:: What to work on ::
Using the listing below, print the line that contains "against (class name)" and each line after it, exactly as shown, through the final one.

:: Data section ::
/// Async call: async foo() - wraps any function call in a Task
/// This converts a non-async function call into an async Task.
/// If the function is already async, this has no additional effect.
#[derive(Debug, Clone, PartialEq)]
pub struct AsyncCallExpression {
    pub callee: Box<Expression>,
    pub type_args: Option<Vec<TypeAnnotation>>,
    pub arguments: Vec<Expression>,
    pub span: Span,
}

/// Member access: obj.prop, obj?.prop
#[derive(Debug, Clone, PartialEq)]
pub struct MemberExpression {
    pub object: Box<Expression>,
    pub property: Identifier,
    pub optional: bool, // obj?.prop
    pub span: Span,
}

/// Index access: arr[0]
#[derive(Debug, Clone, PartialEq)]
pub struct IndexExpression {
    pub object: Box<Expression>,
    pub index: Box<Expression>,
    pub span: Span,
}

/// New expression: new Point(1, 2)
#[derive(Debug, Clone, PartialEq)]
pub struct NewExpression {
    pub callee: Box<Expression>,
    pub type_args: Option<Vec<TypeAnnotation>>,
    pub arguments: Vec<Expression>,
    pub span: Span,
}

/// Arrow function: (x) => x + 1
#[derive(Debug, Clone, PartialEq)]
pub struct ArrowFunction {
    pub params: Vec<Parameter>,
    pub return_type: Option<TypeAnnotation>,
    pub body: ArrowBody,
    pub is_async: bool,
    pub span: Span,
}

#[derive(Debug, Clone, PartialEq)]
pub enum ArrowBody {
    Expression(Box<Expression>),
    Block(BlockStatement),
}

/// Await expression: await promise
#[derive(Debug, Clone, PartialEq)]
pub struct AwaitExpression {
    pub argument: Box<Expression>,
    pub span: Span,
}

/// Typeof expression: typeof value
#[derive(Debug, Clone, PartialEq)]
pub struct TypeofExpression {
    pub argument: Box<Expression>,
    pub span: Span,
}

/// Parenthesized expression: (expr)
#[derive(Debug, Clone, PartialEq)]
pub struct ParenthesizedExpression {
    pub expression: Box<Expression>,
    pub span: Span,
}

// ============================================================================
// JSX / TSX Support
// ============================================================================

/// JSX element: <div className="foo">Hello</div>
#[derive(Debug, Clone, PartialEq)]
pub struct JsxElement {
    /// Opening tag with name and attributes
    pub opening: JsxOpeningElement,

    /// Children elements, text, or expressions
    pub children: Vec<JsxChild>,

    /// Optional closing tag (None for self-closing)
    pub closing: Option<JsxClosingElement>,

    pub span: Span,
}

/// JSX opening tag: <div className="foo">
#[derive(Debug, Clone, PartialEq)]
pub struct JsxOpeningElement {
    /// Element name (div, Button, etc.)
    pub name: JsxElementName,

    /// Attributes
    pub attributes: Vec<JsxAttribute>,

    /// Self-closing? <div />
    pub self_closing: bool,

    pub span: Span,
}

/// JSX closing tag: </div>
#[derive(Debug, Clone, PartialEq)]
pub struct JsxClosingElement {
    pub name: JsxElementName,
    pub span: Span,
}

/// JSX element name
#[derive(Debug, Clone, PartialEq)]
pub enum JsxElementName {
    /// Simple identifier: div, span, Button
    Identifier(Identifier),

    /// Namespaced: svg:path
    Namespaced {
        namespace: Identifier,
        name: Identifier,
    },

    /// Member expression: React.Fragment, UI.Button
    MemberExpression {
        object: Box<JsxElementName>,
        property: Identifier,
    },
}

impl JsxElementName {
    /// Get the string representation of the name
    pub fn to_string(&self, interner: &crate::parser::interner::Interner) -> String {
        match self {
            JsxElementName::Identifier(id) => interner.resolve(id.name).to_string(),
            JsxElementName::Namespaced { namespace, name } => {
                format!("{}:{}", interner.resolve(namespace.name), interner.resolve(name.name))
            }
            JsxElementName::MemberExpression { object, property } => {
                format!("{}.{}", object.to_string(interner), interner.resolve(property.name))
            }
        }
    }

    /// Check if this is an intrinsic element (lowercase HTML tag)
    pub fn is_intrinsic(&self, interner: &crate::parser::interner::Interner) -> bool {
        match self {
            JsxElementName::Identifier(id) => {
                interner.resolve(id.name).chars().next().map_or(false, |c| c.is_lowercase())
            }
            _ => false,
        }
    }
}

/// JSX attribute
#[derive(Debug, Clone, PartialEq)]
pub enum JsxAttribute {
    /// Regular attribute: className="foo"
    Attribute {
        name: JsxAttributeName,
        value: Option<JsxAttributeValue>,
        span: Span,
    },

    /// Spread attribute: {...props}
    Spread { argument: Expression, span: Span },
}

/// JSX attribute name
#[derive(Debug, Clone, PartialEq)]
pub enum JsxAttributeName {
    /// Simple: className
    Identifier(Identifier),

    /// Namespaced: xml:lang
    Namespaced {
        namespace: Identifier,
        name: Identifier,
    },
}

/// JSX attribute value
#[derive(Debug, Clone, PartialEq)]
pub enum JsxAttributeValue {
    /// String literal: "value"
    StringLiteral(StringLiteral),

    /// Expression: {value}
    Expression(Expression),

    /// Nested element: <Component prop={<div />} />
    JsxElement(Box<JsxElement>),

    /// Fragment: <Component prop={<>...</>} />
    JsxFragment(Box<JsxFragment>),
}

/// JSX child node
#[derive(Debug, Clone, PartialEq)]
pub enum JsxChild {
    /// Text content
    Text(JsxText),

    /// Element: <div />
    Element(JsxElement),

    /// Fragment: <>...</>
    Fragment(JsxFragment),

    /// Expression: {value}
    Expression(JsxExpression),
}

/// JSX text content
#[derive(Debug, Clone, PartialEq)]
pub struct JsxText {
    pub value: String,
    pub raw: String, // Preserves whitespace
    pub span: Span,
}

/// JSX expression: {value}
#[derive(Debug, Clone, PartialEq)]
pub struct JsxExpression {
    pub expression: Option<Expression>, // None for empty {}
    pub span: Span,
}

/// JSX fragment: <>children</>
#[derive(Debug, Clone, PartialEq)]
pub struct JsxFragment {
    /// Opening: <>
    pub opening: JsxOpeningFragment,

    /// Children
    pub children: Vec<JsxChild>,

    /// Closing: </>
    pub closing: JsxClosingFragment,

    pub span: Span,
}

#[derive(Debug, Clone, PartialEq)]
pub struct JsxOpeningFragment {
    pub span: Span,
}

#[derive(Debug, Clone, PartialEq)]
pub struct JsxClosingFragment {
    pub span: Span,
}

/// InstanceOf expression: expr instanceof ClassName
#[derive(Debug, Clone, PartialEq)]
pub struct InstanceOfExpression {
    /// The expression to check
    pub object: Box<Expression>,
    /// The type to check against (class name)
    pub type_name: TypeAnnotation,
    pub span: Span,
}

/// Type cast expression: expr as TypeName
#[derive(Debug, Clone, PartialEq)]
pub struct TypeCastExpression {
    /// The expression to cast
    pub object: Box<Expression>,
    /// The target type
    pub target_type: TypeAnnotation,
    pub span: Span,
}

:: Output of the task ::
    /// The type to check against (class name)
    pub type_name: TypeAnnotation,
    pub span: Span,
}

/// Type cast expression: expr as TypeName
#[derive(Debug, Clone, PartialEq)]
pub struct TypeCastExpression {
    /// The expression to cast
    pub object: Box<Expression>,
    /// The target type
    pub target_type: TypeAnnotation,
    pub span: Span,
}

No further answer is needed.